Finance Minister Paul Martin summed up the government's change in plans
in a press release dated July 28, 1998:
"Therefore, in light of the structural enhancements to the public
pension system, the turnaround in the country's economic prospects, and
because of our commitment to sound fiscal management, the government is
today announcing that the proposed Seniors Benefit will not proceed. The
existing OAS/GIS system will be fully maintained."
(Department of Finance Canada news release, Finance Minister's
Statement on the Seniors Benefit, Ottawa, July 28, 1998.)
While the Seniors Benefit never went into effect, other changes were
implemented in the Old Age Security program to control costs. In 1996, a
Non-Resident Tax was introduced for Old Age Security and Canada Pension
Plan beneficiaries residing outside Canada. This imposed a 25 per cent
withholding tax on pensions paid abroad, unless the recipients were living
in a country that had signed a tax agreement with Canada. In that case,
the withholding tax would be less, possibly as low as zero. Lower-income
payees could apply for a further reduction if they provided a report of
their income for the previous year.
A Non-Resident clawback of Old Age Security benefits was also
introduced. Calculated on the same basis as the regular clawback, it would
be applied on top of the Non-Resident Tax with similar tax treaty
restrictions. For the first time, too, the clawback for higher-income
beneficiaries would be deducted before the payment was sent out.
The final Canada Pension Plan and Old Age Security reform of this
period was not a cost-cutting measure, but a modernization initiative.
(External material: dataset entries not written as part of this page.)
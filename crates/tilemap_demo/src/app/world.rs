use std::sync::Arc;

use tile_engine::{
    AtlasError, PixelRect, SpriteSheet, Surface, TileAtlas, TileConfig, TileId, TileLayerConfig,
    Tilemap, TilemapError,
};
use tracing::info;

pub(crate) const TILE_SIZE: u32 = 32;
const ATLAS_COLUMNS: u32 = 4;

pub(crate) const SKY: TileId = 0;
pub(crate) const HILL: TileId = 1;
pub(crate) const GRASS: TileId = 2;
pub(crate) const DIRT: TileId = 3;
pub(crate) const WATER_FRAMES: [TileId; 4] = [4, 5, 6, 7];
pub(crate) const FLOWER: TileId = 8;
pub(crate) const ROCK: TileId = 9;
const WATER_FRAME_SECONDS: f64 = 0.2;

pub(crate) const GROUND_LAYER: &str = "ground";
pub(crate) const MAP_COLUMNS: u32 = 60;
pub(crate) const MAP_ROWS: u32 = 12;
const BASE_SURFACE_ROW: i32 = 8;
const POOL_COLUMNS: std::ops::Range<u32> = 24..29;

/// Fill color and border color per atlas frame. Frames without an entry stay
/// transparent.
const PALETTE: [([u8; 4], [u8; 4]); 10] = [
    ([112, 170, 230, 255], [112, 170, 230, 255]),
    ([78, 122, 160, 255], [66, 104, 138, 255]),
    ([86, 168, 70, 255], [60, 128, 48, 255]),
    ([128, 90, 58, 255], [100, 68, 42, 255]),
    ([40, 100, 200, 255], [30, 80, 170, 255]),
    ([48, 112, 212, 255], [30, 80, 170, 255]),
    ([58, 124, 222, 255], [30, 80, 170, 255]),
    ([48, 112, 212, 255], [30, 80, 170, 255]),
    ([0, 0, 0, 0], [236, 200, 64, 255]),
    ([120, 120, 128, 255], [88, 88, 96, 255]),
];

/// Procedural 4x4 atlas of 32px tiles.
pub(crate) fn build_tileset() -> Result<SpriteSheet, AtlasError> {
    let mut texture = Surface::new(ATLAS_COLUMNS * TILE_SIZE, ATLAS_COLUMNS * TILE_SIZE);
    for (index, (fill, border)) in PALETTE.iter().enumerate() {
        let index = index as u32;
        let x = (index % ATLAS_COLUMNS) * TILE_SIZE;
        let y = (index / ATLAS_COLUMNS) * TILE_SIZE;
        texture.fill_rect(PixelRect::new(x, y, TILE_SIZE, TILE_SIZE), *border);
        texture.fill_rect(
            PixelRect::new(x + 2, y + 2, TILE_SIZE - 4, TILE_SIZE - 4),
            *fill,
        );
    }
    let mut sheet = SpriteSheet::from_surface(texture);
    sheet.add_frames_grid(TILE_SIZE, TILE_SIZE, 0, 0)?;
    Ok(sheet)
}

/// Row of the topmost ground cell in `column`.
pub(crate) fn surface_row(column: u32) -> u32 {
    let wave = (column as f32 * 0.35).sin() * 1.5;
    (BASE_SURFACE_ROW + wave.round() as i32).clamp(1, MAP_ROWS as i32 - 2) as u32
}

/// Side-scrolling scene: parallax sky, wavy solid ground with an animated
/// pool and a translucent decoration layer.
pub(crate) fn build_demo_map(tileset: Arc<dyn TileAtlas>) -> Result<Tilemap, TilemapError> {
    let mut map = Tilemap::new(TILE_SIZE, TILE_SIZE, tileset)?;

    map.set_tile_config(GRASS, TileConfig::solid())?;
    map.set_tile_config(DIRT, TileConfig::solid())?;
    map.set_tile_config(ROCK, TileConfig::solid())?;
    map.set_tile_config(
        WATER_FRAMES[0],
        TileConfig::animated(WATER_FRAMES.to_vec(), WATER_FRAME_SECONDS),
    )?;

    let background = map.add_layer(
        "background",
        MAP_COLUMNS / 2 + 10,
        MAP_ROWS,
        Some(TileLayerConfig {
            z_index: -10,
            scroll_factor_x: 0.5,
            scroll_factor_y: 0.5,
            ..TileLayerConfig::default()
        }),
    )?;
    background.fill(SKY);
    for column in 0..background.width() {
        let peak = 5 + (column % 7).min(6 - column % 7);
        for row in peak..MAP_ROWS {
            background.set_tile(column as i32, row as i32, HILL)?;
        }
    }

    let ground = map.add_layer(GROUND_LAYER, MAP_COLUMNS, MAP_ROWS, None)?;
    for column in 0..MAP_COLUMNS {
        let top = surface_row(column);
        let in_pool = POOL_COLUMNS.contains(&column);
        let first = if in_pool { MAP_ROWS - 2 } else { top };
        for row in first..MAP_ROWS {
            let tile = if row == first { GRASS } else { DIRT };
            ground.set_tile(column as i32, row as i32, tile)?;
        }
    }
    for column in (5..MAP_COLUMNS).step_by(14) {
        let row = surface_row(column) - 1;
        ground.set_tile(column as i32, row as i32, ROCK)?;
    }

    let water = map.add_layer(
        "water",
        MAP_COLUMNS,
        MAP_ROWS,
        Some(TileLayerConfig {
            z_index: 1,
            opacity: 200,
            ..TileLayerConfig::default()
        }),
    )?;
    let pool_top = POOL_COLUMNS.map(surface_row).min().unwrap_or(MAP_ROWS - 2);
    for column in POOL_COLUMNS {
        for row in pool_top..MAP_ROWS - 2 {
            water.set_tile(column as i32, row as i32, WATER_FRAMES[0])?;
        }
    }

    let decoration = map.add_layer(
        "decoration",
        MAP_COLUMNS,
        MAP_ROWS,
        Some(TileLayerConfig {
            z_index: 2,
            opacity: 192,
            ..TileLayerConfig::default()
        }),
    )?;
    for column in (2..MAP_COLUMNS).step_by(7) {
        if POOL_COLUMNS.contains(&column) {
            continue;
        }
        let row = surface_row(column) - 1;
        decoration.set_tile(column as i32, row as i32, FLOWER)?;
    }

    map.set_collision_layer(GROUND_LAYER)?;
    info!(
        layers = map.layer_count(),
        width = map.width(),
        height = map.height(),
        "demo_map_built"
    );
    Ok(map)
}

#[cfg(test)]
mod tests {
    use super::*;
    use tile_engine::Rect;

    fn demo_map() -> Tilemap {
        let tileset = build_tileset().expect("tileset");
        build_demo_map(Arc::new(tileset)).expect("map")
    }

    #[test]
    fn tileset_has_one_frame_per_grid_cell() {
        let sheet = build_tileset().expect("tileset");
        assert_eq!(sheet.frames().len(), 16);
        assert!(sheet.fetch_region(GRASS).is_some());
        let flower = sheet.frame(FLOWER as usize).expect("flower");
        assert_eq!(sheet.texture().pixel(flower.x + 16, flower.y + 16), Some([0, 0, 0, 0]));
    }

    #[test]
    fn demo_map_layers_render_in_depth_order() {
        let map = demo_map();
        assert_eq!(
            map.layer_names(),
            vec!["background", GROUND_LAYER, "water", "decoration"]
        );
        assert_eq!(map.collision_layer(), Some(GROUND_LAYER));
        assert_eq!((map.width(), map.height()), (MAP_COLUMNS, MAP_ROWS));
    }

    #[test]
    fn ground_surface_is_solid() {
        let map = demo_map();
        for column in [0, 10, 40, 59] {
            let row = surface_row(column);
            let query = Rect::new(
                (column * TILE_SIZE) as f32 + 8.0,
                (row * TILE_SIZE) as f32 - 4.0,
                16.0,
                16.0,
            );
            let collision = map.check_collision(&query).expect("collision");
            assert_eq!(collision.normal.y, -1.0, "column {column}");
        }
    }

    #[test]
    fn pool_water_animates() {
        let mut map = demo_map();
        assert_eq!(map.displayed_tile_id(WATER_FRAMES[0]), WATER_FRAMES[0]);
        map.update(0.25);
        assert_eq!(map.displayed_tile_id(WATER_FRAMES[0]), WATER_FRAMES[1]);
        let water = map.get_layer("water").expect("water");
        assert!(water.tile_count() > 0);
    }
}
In
the year 2000, equality of treatment in all federal legislation was
introduced for same-sex couples. The word "spouse" would continue to apply
to partners in a legal marriage, but members of same-sex couples would
henceforth be covered under the definition of common-law partners. To
reflect this change, the Old Age Security Spouse's Allowance was renamed
the Allowance and the Widowed Spouse's Allowance became the Allowance for
the survivor. Similarly, eligibility for Canada Pension Plan survivor
benefits and for the credit-splitting provision were extended to same-sex
couples.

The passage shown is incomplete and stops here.